American Academy of Dermatology

September 09, 2014 11:30 ET

Caring for Tattooed Skin: Tips From Dermatologists

SCHAUMBURG, IL--(Marketwired - Sep 9, 2014) - Tattoos are popular ways to change your appearance and express yourself. In fact, according to the Pew Research Center, more than a third of Americans ages 18 to 25 have a tattoo, and about 40 percent of Americans ages 26 to 40 have tattoos.1

"As a permanent and often pricey form of body art, tattoos are an investment," said board-certified dermatologist Bruce E. Katz, MD, FAAD, who maintains a private practice in New York City, New York. "In order to protect that investment, it's important to take steps to keep tattooed skin healthy and vibrant."

To keep your tattoo looking its best, Dr. Katz recommends the following tips:

1. If your tattooed skin feels dry, apply a water-based lotion or cream to the tattoo. Petroleum-based products, such as petroleum jelly, can cause the ink to fade.
2. Protect your tattoo from the sun: Exposure to ultraviolet (UV) light can fade some tattoo inks and increase your risk for getting skin cancer.

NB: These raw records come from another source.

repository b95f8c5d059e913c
use crate::domain::errors::{DomainError, DomainResult};
use serde::{Deserialize, Serialize};
use std::fmt;

#[derive(Debug, Clone, Copy, PartialEq, Eq, Hash)]
pub struct ArticleId(pub i64);

impl ArticleId {
    pub fn new(id: i64) -> DomainResult<Self> {
        if id <= 0 {
            Err(DomainError::Validation(
                "article id must be positive".into(),
            ))
        } else {
            Ok(Self(id))
        }
    }
}

impl From<ArticleId> for i64 {
    fn from(value: ArticleId) -> Self {
        value.0
    }
}

#[derive(Debug, Clone, PartialEq, Eq)]
pub struct ArticleName(String);

impl ArticleName {
    pub fn new(value: impl Into<String>) -> DomainResult<Self> {
        let value = value.into();
        if value.trim().is_empty() {
            return Err(DomainError::Validation(
                "article name cannot be empty".into(),
            ));
        }
        Ok(Self(value))
    }

    pub fn as_str(&self) -> &str {
        &self.0
    }
}

impl fmt::Display for ArticleName {
    fn fmt(&self, f: &mut fmt::Formatter<'_>) -> fmt::Result {
        f.write_str(&self.0)
    }
}

impl From<ArticleName> for String {
    fn from(value: ArticleName) -> Self {
        value.0
    }
}

#[derive(Debug, Clone, PartialEq, Eq, Serialize, Deserialize)]
#[serde(transparent)]
pub struct Material(String);

impl Material {
    pub fn new(value: impl Into<String>) -> DomainResult<Self> {
        let value = value.into();
        if value.trim().is_empty() {
            return Err(DomainError::Validation("material cannot be empty".into()));
        }
        Ok(Self(value))
    }

    pub fn as_str(&self) -> &str {
        &self.0
    }
}

impl fmt::Display for Material {
    fn fmt(&self, f: &mut fmt::Formatter<'_>) -> fmt::Result {
        f.write_str(&self.0)
    }
}

impl From<Material> for String {
    fn from(value: Material) -> Self {
        value.0
    }
}
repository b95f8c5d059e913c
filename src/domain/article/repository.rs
use crate::domain::article::entity::{Article, ArticleKey, NewArticle};
use crate::domain::article::value_objects::ArticleName;
use crate::domain::errors::DomainResult;
use async_trait::async_trait;

/// Document-store contract the handlers compose against. Each call is a
/// single-document operation; there is no multi-document atomicity.
#[async_trait]
pub trait ArticleRepository: Send + Sync {
    async fn find_all(&self) -> DomainResult<Vec<Article>>;
    async fn find_by_key(&self, key: &ArticleKey) -> DomainResult<Option<Article>>;
    async fn count_by_name(&self, name: &ArticleName) -> DomainResult<u64>;
    async fn insert(&self, article: NewArticle) -> DomainResult<Article>;
    async fn delete_by_key(&self, key: &ArticleKey) -> DomainResult<Option<Article>>;
    /// Persist the full document state after an in-memory mutation.
    async fn save(&self, article: &Article) -> DomainResult<()>;
}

When you're in the sun, protect your tattooed skin by applying a broad-spectrum, water-resistant sunscreen with a Sun Protection Factor (SPF) of 30 or more. Apply the sunscreen 15 minutes before you go outside and reapply at least every two hours.
3. Stay out of tanning beds and away from sunlamps. These devices may also fade the ink in tattoos and increase your risk of skin cancer. In some people, the UV light may also react with the tattoo ink, causing a painful skin reaction.
4. See a board-certified dermatologist if you have a skin reaction or if your tattooed skin is changing in any way. Your skin may have a bad reaction to the ink in a tattoo. This can happen immediately after getting a tattoo or years later. A change could also be a sign of skin disease. A dermatologist can diagnose what's happening and treat it.
5. When considering a new tattoo, consider getting it on skin that is free of moles. A tattoo can make it more difficult to see the earliest signs of skin cancer. When caught early, skin cancer, including melanoma, the deadliest form of skin cancer, is highly treatable.

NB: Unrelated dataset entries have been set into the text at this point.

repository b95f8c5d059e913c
// src/application/commands/articles/delete.rs
use super::ArticleCommandService;
use crate::{
    application::{
        dto::ArticleDto,
        error::{ApplicationError, ApplicationResult},
    },
    domain::article::{ArticleKey, ArticleName},
};

pub struct DeleteArticleCommand {
    pub article_type: i64,
    pub article_name: String,
}

impl ArticleCommandService {
    pub async fn delete_article(
        &self,
        command: DeleteArticleCommand,
    ) -> ApplicationResult<ArticleDto> {
        let key = ArticleKey {
            article_type: command.article_type,
            article_name: ArticleName::new(command.article_name)?,
        };

        let deleted = self
            .repo
            .delete_by_key(&key)
            .await?
            .ok_or_else(|| ApplicationError::not_found("article not found"))?;
        Ok(deleted.into())
    }
}
pub mod commands;
pub mod dto;
pub mod error;
pub mod queries;
pub mod services;

pub use error::ApplicationResult;
pub mod database;
pub mod repositories;
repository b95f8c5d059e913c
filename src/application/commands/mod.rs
pub mod articles;
use anyhow::Result;
use aura_core::application::services::ApplicationServices;
use aura_core::config::AppConfig;
use aura_core::domain::article::ArticleRepository;
use aura_core::infrastructure::{database, repositories::SqliteArticleRepository};
use aura_core::presentation::http::{routes::build_router, state::HttpState};
use std::{net::SocketAddr, sync::Arc};
use tokio::signal;
use tracing_subscriber::{layer::SubscriberExt, util::SubscriberInitExt};

#[tokio::main]
async fn main() {
    if let Err(err) = bootstrap().await {
        tracing::error!(error = %err, "fatal error");
        eprintln!("fatal error: {err}");
        std::process::exit(1);
    }
}

async fn bootstrap() -> Result<()> {
    init_tracing();

    // AppConfig::from_env loads dotenv itself.
    let config = AppConfig::from_env()?;

    let pool = database::init_pool(config.database_url()).await?;
    database::run_migrations(&pool).await?;

    let article_repo: Arc<dyn ArticleRepository> = Arc::new(SqliteArticleRepository::new(pool));
    let services = Arc::new(ApplicationServices::new(article_repo));

    let state = HttpState { services };
    let app = build_router(state, config.allowed_origins());

    let listener = tokio::net::TcpListener::bind(config.listen_addr()).await?;
    let address: SocketAddr = listener.local_addr()?;
    tracing::info!("listening on {address}");

    axum::serve(listener, app)
        .with_graceful_shutdown(shutdown_signal())
        .await?;

    Ok(())
}

fn init_tracing() {
    let env_filter = std::env::var("RUST_LOG")
        .ok()
        .unwrap_or_else(|| "info,tower_http=info,sqlx=warn".to_string());

    let subscriber = tracing_subscriber::registry()
        .with(tracing_subscriber::EnvFilter::new(env_filter))
        .with(tracing_subscriber::fmt::layer());

    if subscriber.try_init().is_err() {
        tracing::warn!("tracing subscriber already initialised");
    }
}

async fn shutdown_signal() {
    let ctrl_c = async {
        signal::ctrl_c()
            .await
            .expect("failed to install CTRL+C handler");
    };

    #[cfg(unix)]
    let terminate = async {
        signal::unix::signal(signal::unix::SignalKind::terminate())
            .expect("failed to install terminate handler")
            .recv()
            .await;
    };

    #[cfg(not(unix))]
    let terminate = std::future::pending::<()>();

    tokio::select! {
        _ = ctrl_c => {}
        _ = terminate => {}
    }
    tracing::info!("shutdown signal received");
}
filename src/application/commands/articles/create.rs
// src/application/commands/articles/create.rs
use super::ArticleCommandService;
use crate::{
    application::{
        dto::ArticleDto,
        error::{ApplicationError, ApplicationResult},
    },
    domain::article::{ArticleName, LineItem, Material, NewArticle},
};

/// Raw line-item fields as they arrive on the wire, before value-object
/// validation.
#[derive(Debug, Clone)]
pub struct LineItemInput {
    pub material: String,
    pub quantity: f64,
    pub unit: String,
    pub cost: f64,
}

impl TryFrom<LineItemInput> for LineItem {
    type Error = ApplicationError;

    fn try_from(input: LineItemInput) -> Result<Self, Self::Error> {
        let material = Material::new(input.material)?;
        Ok(LineItem::new(
            material,
            input.quantity,
            input.unit,
            input.cost,
        )?)
    }
}

pub struct CreateArticleCommand {
    pub article_name: String,
    pub article_type: i64,
    pub items: Vec<LineItemInput>,
}

impl ArticleCommandService {
    /// Create an article. Name uniqueness is a check-then-insert, so two
    /// concurrent creates with the same name can both pass the count check;
    /// the sequential case reliably fails with a validation error.
    pub async fn create_article(
        &self,
        command: CreateArticleCommand,
    ) -> ApplicationResult<ArticleDto> {
        let name = ArticleName::new(command.article_name)?;

        let existing = self.repo.count_by_name(&name).await?;
        if existing > 0 {
            return Err(ApplicationError::validation(format!(
                "an article named '{name}' already exists"
            )));
        }

        let items = command
            .items
            .into_iter()
            .map(LineItem::try_from)
            .collect::<Result<Vec<_>, _>>()?;

        let created = self
            .repo
            .insert(NewArticle::new(name, command.article_type, items))
            .await?;
        Ok(created.into())
    }
}
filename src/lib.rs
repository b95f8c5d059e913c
pub mod application;
pub mod config;
pub mod domain;
pub mod infrastructure;
pub mod presentation;
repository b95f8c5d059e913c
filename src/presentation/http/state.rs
// src/presentation/http/state.rs
use crate::application::services::ApplicationServices;
use std::sync::Arc;

#[derive(Clone)]
pub struct HttpState {
    pub services: Arc<ApplicationServices>,
}
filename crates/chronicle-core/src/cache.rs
//! ============================================================================
//! Chunk Cache - content-addressed storage for built chunks
//! ============================================================================
//! Keys are SHA-256 digests of a chunk's provenance, never its id, so a
//! rebuild over the same interactions finds the chunks it made last time.
//!
//! - Level 0: ordered `(interaction id, timestamp)` pairs. Position matters.
//! - Level n: target level plus the sorted, deduplicated union of covered
//!   interaction ids. Child order does not matter.
//! ============================================================================

use anyhow::{anyhow, Result};
use sha2::{Digest, Sha256};
use std::collections::{BTreeSet, HashMap};
use std::sync::atomic::{AtomicUsize, Ordering};
use std::sync::RwLock;

use crate::memory::MemoryChunk;
use crate::types::Interaction;

/// Best-effort key-value store for chunks
pub trait ChunkCache: Send + Sync {
    fn get(&self, key: &str) -> Result<Option<MemoryChunk>>;
    fn put(&self, key: &str, chunk: &MemoryChunk) -> Result<()>;
}

/// Cache key for a level-0 group of interactions
pub fn level_zero_key(group: &[Interaction]) -> String {
    let mut hasher = Sha256::new();
    hasher.update(b"l0|");
    for interaction in group {
        hasher.update(interaction.id.as_bytes());
        hasher.update(b"\x1f");
        hasher.update(interaction.timestamp.timestamp_millis().to_string().as_bytes());
        hasher.update(b"\x1e");
    }
    hex::encode(hasher.finalize())
}

/// Cache key for a chunk at `level` built over `children`
pub fn upper_level_key(level: u32, children: &[MemoryChunk]) -> String {
    let ids: BTreeSet<&str> = children
        .iter()
        .flat_map(|c| c.source_interaction_ids.iter().map(String::as_str))
        .collect();

    let mut hasher = Sha256::new();
    hasher.update(format!("up|{}|", level).as_bytes());
    for id in ids {
        hasher.update(id.as_bytes());
        hasher.update(b"\x1e");
    }
    hex::encode(hasher.finalize())
}

/// Order-sensitive digest of a chunk list, used to recognise a snapshot
pub fn snapshot_fingerprint(chunks: &[MemoryChunk]) -> String {
    let mut hasher = Sha256::new();
    for chunk in chunks {
        hasher.update(chunk.id.as_bytes());
        hasher.update(b"\x1e");
    }
    hex::encode(hasher.finalize())
}

/// Hit/miss/write counters for a cache
#[derive(Debug, Clone, Copy, Default, PartialEq, Eq)]
pub struct CacheCounters {
    pub hits: usize,
    pub misses: usize,
    pub puts: usize,
}

/// Process-local cache
#[derive(Default)]
pub struct InMemoryChunkCache {
    entries: RwLock<HashMap<String, MemoryChunk>>,
    hits: AtomicUsize,
    misses: AtomicUsize,
    puts: AtomicUsize,
}

impl InMemoryChunkCache {
    pub fn new() -> Self {
        Self::default()
    }

    pub fn len(&self) -> usize {
        self.entries.read().map(|e| e.len()).unwrap_or(0)
    }

    pub fn is_empty(&self) -> bool {
        self.len() == 0
    }

    pub fn counters(&self) -> CacheCounters {
        CacheCounters {
            hits: self.hits.load(Ordering::SeqCst),
            misses: self.misses.load(Ordering::SeqCst),
            puts: self.puts.load(Ordering::SeqCst),
        }
    }
}

impl ChunkCache for InMemoryChunkCache {
    fn get(&self, key: &str) -> Result<Option<MemoryChunk>> {
        let entries = self
            .entries
            .read()
            .map_err(|e| anyhow!("Cache lock poisoned: {}", e))?;
        let found = entries.get(key).cloned();
        if found.is_some() {
            self.hits.fetch_add(1, Ordering::SeqCst);
        } else {
            self.misses.fetch_add(1, Ordering::SeqCst);
        }
        Ok(found)
    }

    fn put(&self, key: &str, chunk: &MemoryChunk) -> Result<()> {
        let mut entries = self
            .entries
            .write()
            .map_err(|e| anyhow!("Cache lock poisoned: {}", e))?;
        entries.insert(key.to_string(), chunk.clone());
        self.puts.fetch_add(1, Ordering::SeqCst);
        Ok(())
    }
}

"If you have questions about tattoos or if you no longer want a tattoo, speak with your dermatologist," said Dr. Katz. "Although many tattoo removal kits are available online, these products are not regulated by the FDA and have led to permanent skin injuries. A dermatologist can provide you with safe options for removing an unwanted tattoo."

The "Tattoos: How to Care" video is posted to the Academy website and the Academy's YouTube channel. This video is part of the Dermatology A to Z: Video Series, which offers relatable videos that demonstrate tips people can use to properly care for their skin, hair and nails. A new video in the series posts to the Academy's website and YouTube channel each month.

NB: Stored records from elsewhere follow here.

//! ============================================================================
//! OpenAI-compatible Collaborator - chat completions and embeddings over HTTP
//! ============================================================================
//! Works against any endpoint that speaks the OpenAI wire format
//! (OpenAI, x.ai, local gateways). Summaries and relevance verdicts are
//! chat completions; embeddings use the /embeddings route.
//! ============================================================================

use async_trait::async_trait;
use reqwest::Client;
use serde::{Deserialize, Serialize};
use std::collections::HashMap;
use tracing::debug;

use super::{LlmCollaborator, RelevanceCandidate};
use crate::config::LlmSettings;
use crate::types::{ChronicleError, Result};

/// Default chat model used for summaries and judgments
pub const DEFAULT_CHAT_MODEL: &str = "gpt-4o-mini";

/// Default embedding model
pub const DEFAULT_EMBEDDING_MODEL: &str = "text-embedding-3-small";

const OPENAI_BASE_URL: &str = "https://api.openai.com/v1";

const JUDGE_SYSTEM_PROMPT: &str = "You decide whether memory snippets help answer a query. \
Reply with only a JSON object mapping every candidate id to true or false.";

/// HTTP collaborator for OpenAI-compatible APIs
pub struct OpenAiCollaborator {
    client: Client,
    api_key: String,
    base_url: String,
    chat_model: String,
    embedding_model: String,
}

#[derive(Debug, Serialize)]
struct ChatRequest<'a> {
    model: &'a str,
    messages: Vec<ChatMessage<'a>>,
    temperature: f32,
}

#[derive(Debug, Serialize)]
struct ChatMessage<'a> {
    role: &'a str,
    content: &'a str,
}

#[derive(Debug, Deserialize)]
struct ChatResponse {
    choices: Vec<ChatChoice>,
}

#[derive(Debug, Deserialize)]
struct ChatChoice {
    message: ChatChoiceMessage,
}

#[derive(Debug, Deserialize)]
struct ChatChoiceMessage {
    #[serde(default)]
    content: Option<String>,
}

#[derive(Debug, Serialize)]
struct EmbeddingRequest<'a> {
    model: &'a str,
    input: Vec<&'a str>,
}

#[derive(Debug, Deserialize)]
struct EmbeddingResponse {
    data: Vec<EmbeddingData>,
    model: String,
    usage: Option<EmbeddingUsage>,
}

#[derive(Debug, Deserialize)]
struct EmbeddingData {
    embedding: Vec<f32>,
    index: usize,
}

#[derive(Debug, Deserialize)]
#[allow(dead_code)]
struct EmbeddingUsage {
    prompt_tokens: u32,
    total_tokens: u32,
}

#[derive(Debug, Deserialize)]
struct ErrorResponse {
    error: ErrorDetail,
}

#[derive(Debug, Deserialize)]
#[allow(dead_code)]
struct ErrorDetail {
    message: String,
    #[serde(rename = "type")]
    error_type: Option<String>,
}

fn failure(message: String) -> ChronicleError {
    ChronicleError::CollaboratorFailure(message)
}

impl OpenAiCollaborator {
    /// Create a collaborator against api.openai.com with default models
    pub fn new_openai(api_key: String) -> Self {
        Self::new_custom(
            api_key,
            OPENAI_BASE_URL.to_string(),
            DEFAULT_CHAT_MODEL.to_string(),
            DEFAULT_EMBEDDING_MODEL.to_string(),
        )
    }

    /// Create with custom base URL and models
    pub fn new_custom(
        api_key: String,
        base_url: String,
        chat_model: String,
        embedding_model: String,
    ) -> Self {
        Self {
            client: Client::new(),
            api_key,
            base_url: base_url.trim_end_matches('/').to_string(),
            chat_model,
            embedding_model,
        }
    }

    /// Build from configuration; fails when no API key is configured
    pub fn from_settings(settings: &LlmSettings) -> Result<Self> {
        let api_key = settings
            .api_key
            .clone()
            .filter(|k| !k.is_empty())
            .ok_or_else(|| ChronicleError::Config("No LLM API key configured (OPENAI_API_KEY)".into()))?;

        Ok(Self::new_custom(
            api_key,
            settings.base_url.clone(),
            settings.chat_model.clone(),
            settings.embedding_model.clone(),
        ))
    }

    pub fn base_url(&self) -> &str {
        &self.base_url
    }

    pub fn chat_model(&self) -> &str {
        &self.chat_model
    }

    pub fn embedding_model(&self) -> &str {
        &self.embedding_model
    }

    async fn post_json<T: Serialize + ?Sized>(&self, route: &str, body: &T) -> Result<String> {
        let response = self
            .client
            .post(format!("{}/{}", self.base_url, route))
            .header("Authorization", format!("Bearer {}", self.api_key))
            .header("Content-Type", "application/json")
            .json(body)
            .send()
            .await
            .map_err(|e| failure(format!("Failed to send {} request: {}", route, e)))?;

        let status = response.status();
        let body = response
            .text()
            .await
            .map_err(|e| failure(format!("Failed to read {} response body: {}", route, e)))?;

        if !status.is_success() {
            if let Ok(error) = serde_json::from_str::<ErrorResponse>(&body) {
                return Err(failure(format!("{} API error ({}): {}", route, status, error.error.message)));
            }
            return Err(failure(format!("{} API error ({}): {}", route, status, body)));
        }

        Ok(body)
    }

    async fn chat(&self, system_prompt: &str, user_prompt: &str) -> Result<String> {
        let request = ChatRequest {
            model: &self.chat_model,
            messages: vec![
                ChatMessage { role: "system", content: system_prompt },
                ChatMessage { role: "user", content: user_prompt },
            ],
            temperature: 0.2,
        };

        let body = self.post_json("chat/completions", &request).await?;
        parse_chat_response(&body)
    }
}

fn parse_chat_response(body: &str) -> Result<String> {
    let response: ChatResponse = serde_json::from_str(body)
        .map_err(|e| failure(format!("Failed to parse chat response: {} - body: {}", e, body)))?;

    let content = response
        .choices
        .into_iter()
        .next()
        .and_then(|c| c.message.content)
        .map(|c| c.trim().to_string())
        .unwrap_or_default();

    if content.is_empty() {
        return Err(failure("Chat completion returned no content".into()));
    }
    Ok(content)
}

fn parse_embedding_response(body: &str) -> Result<Vec<f32>> {
    let response: EmbeddingResponse = serde_json::from_str(body)
        .map_err(|e| failure(format!("Failed to parse embedding response: {} - body: {}", e, body)))?;

    if let Some(usage) = &response.usage {
        debug!("Embedding tokens used: {} (model: {})", usage.total_tokens, response.model);
    }

    let embedding = response
        .data
        .into_iter()
        .min_by_key(|d| d.index)
        .map(|d| d.embedding)
        .unwrap_or_default();

    if embedding.is_empty() {
        return Err(failure("No embedding returned".into()));
    }
    Ok(embedding)
}

/// Pull the verdict object out of a reply that may wrap it in prose or fences
fn parse_judgment(reply: &str) -> Result<HashMap<String, bool>> {
    let start = reply.find('{');
    let end = reply.rfind('}');
    let json = match (start, end) {
        (Some(s), Some(e)) if s < e => &reply[s..=e],
        _ => return Err(failure(format!("Relevance reply contained no JSON object: {}", reply))),
    };

    serde_json::from_str(json)
        .map_err(|e| failure(format!("Failed to parse relevance verdicts: {} - reply: {}", e, reply)))
}

#[async_trait]
impl LlmCollaborator for OpenAiCollaborator {
    async fn summarize(&self, text: &str, instruction: &str) -> Result<String> {
        debug!("Summarizing {} chars with {}", text.len(), self.chat_model);
        self.chat(instruction, text).await
    }

    async fn embed(&self, text: &str) -> Result<Vec<f32>> {
        let request = EmbeddingRequest {
            model: &self.embedding_model,
            input: vec![text],
        };
        let body = self.post_json("embeddings", &request).await?;
        parse_embedding_response(&body)
    }

    async fn judge_relevance(
        &self,
        query: &str,
        candidates: &[RelevanceCandidate],
    ) -> Result<HashMap<String, bool>> {
        if candidates.is_empty() {
            return Ok(HashMap::new());
        }

        let mut prompt = format!("Query: {}\n\nCandidates:\n", query);
        for candidate in candidates {
            prompt.push_str(&format!("- {}: {}\n", candidate.id, candidate.summary));
        }

        debug!("Judging relevance of {} candidates", candidates.len());
        let reply = self.chat(JUDGE_SYSTEM_PROMPT, &prompt).await?;
        parse_judgment(&reply)
    }

    async fn complete_chat(&self, system_prompt: &str, user_prompt: &str) -> Result<String> {
        self.chat(system_prompt, user_prompt).await
    }
}

#[cfg(test)]
mod tests {
    use super::*;

    #[test]
    fn test_collaborator_creation() {
        let llm = OpenAiCollaborator::new_openai("test-key".to_string());
        assert_eq!(llm.base_url(), "https://api.openai.com/v1");
        assert_eq!(llm.chat_model(), DEFAULT_CHAT_MODEL);
        assert_eq!(llm.embedding_model(), DEFAULT_EMBEDDING_MODEL);
    }

    #[test]
    fn test_custom_base_url_trailing_slash() {
        let llm = OpenAiCollaborator::new_custom(
            "k".into(),
            "http://localhost:8080/v1/".into(),
            "m".into(),
            "e".into(),
        );
        assert_eq!(llm.base_url(), "http://localhost:8080/v1");
    }

    #[test]
    fn test_from_settings_requires_key() {
        let settings = LlmSettings::default();
        assert!(matches!(
            OpenAiCollaborator::from_settings(&settings),
            Err(ChronicleError::Config(_))
        ));
    }

    #[test]
    fn test_parse_chat_response() {
        let body = r#"{"choices":[{"message":{"role":"assistant","content":"  Alice and Bob planned the launch. "}}]}"#;
        assert_eq!(parse_chat_response(body).unwrap(), "Alice and Bob planned the launch.");

        let empty = r#"{"choices":[]}"#;
        assert!(matches!(parse_chat_response(empty), Err(ChronicleError::CollaboratorFailure(_))));
    }

    #[test]
    fn test_parse_embedding_response_orders_by_index() {
        let body = r#"{"data":[{"embedding":[0.5,0.5],"index":1},{"embedding":[1.0,0.0],"index":0}],"model":"m","usage":null}"#;
        assert_eq!(parse_embedding_response(body).unwrap(), vec![1.0, 0.0]);

        let empty = r#"{"data":[],"model":"m","usage":null}"#;
        assert!(parse_embedding_response(empty).is_err());
    }

    #[test]
    fn test_parse_judgment_tolerates_prose() {
        let reply = "Sure:\n```json\n{\"c1\": true, \"c2\": false}\n```";
        let verdicts = parse_judgment(reply).unwrap();
        assert_eq!(verdicts.get("c1"), Some(&true));
        assert_eq!(verdicts.get("c2"), Some(&false));

        assert!(parse_judgment("no idea").is_err());
    }

    #[tokio::test]
    async fn test_judge_empty_candidates_skips_call() {
        let llm = OpenAiCollaborator::new_openai("test-key".to_string());
        let verdicts = llm.judge_relevance("anything", &[]).await.unwrap();
        assert!(verdicts.is_empty());
    }
}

 Headquartered in Schaumburg, Ill., the American Academy of Dermatology (Academy), founded in 1938, is the largest, most influential, and most representative of all dermatologic associations. With a membership of more than 17,000 physicians worldwide, the Academy is committed to: advancing the diagnosis and medical, surgical and cosmetic treatment of the skin, hair and nails; advocating high standards in clinical practice, education, and research in dermatology; and supporting and enhancing patient care for a lifetime of healthier skin, hair and nails. For more information, contact the Academy at 1-888-462-DERM (3376) or www.aad.org. Follow the Academy on Facebook (American Academy of Dermatology), Twitter (@AADskin), or YouTube (AcademyofDermatology).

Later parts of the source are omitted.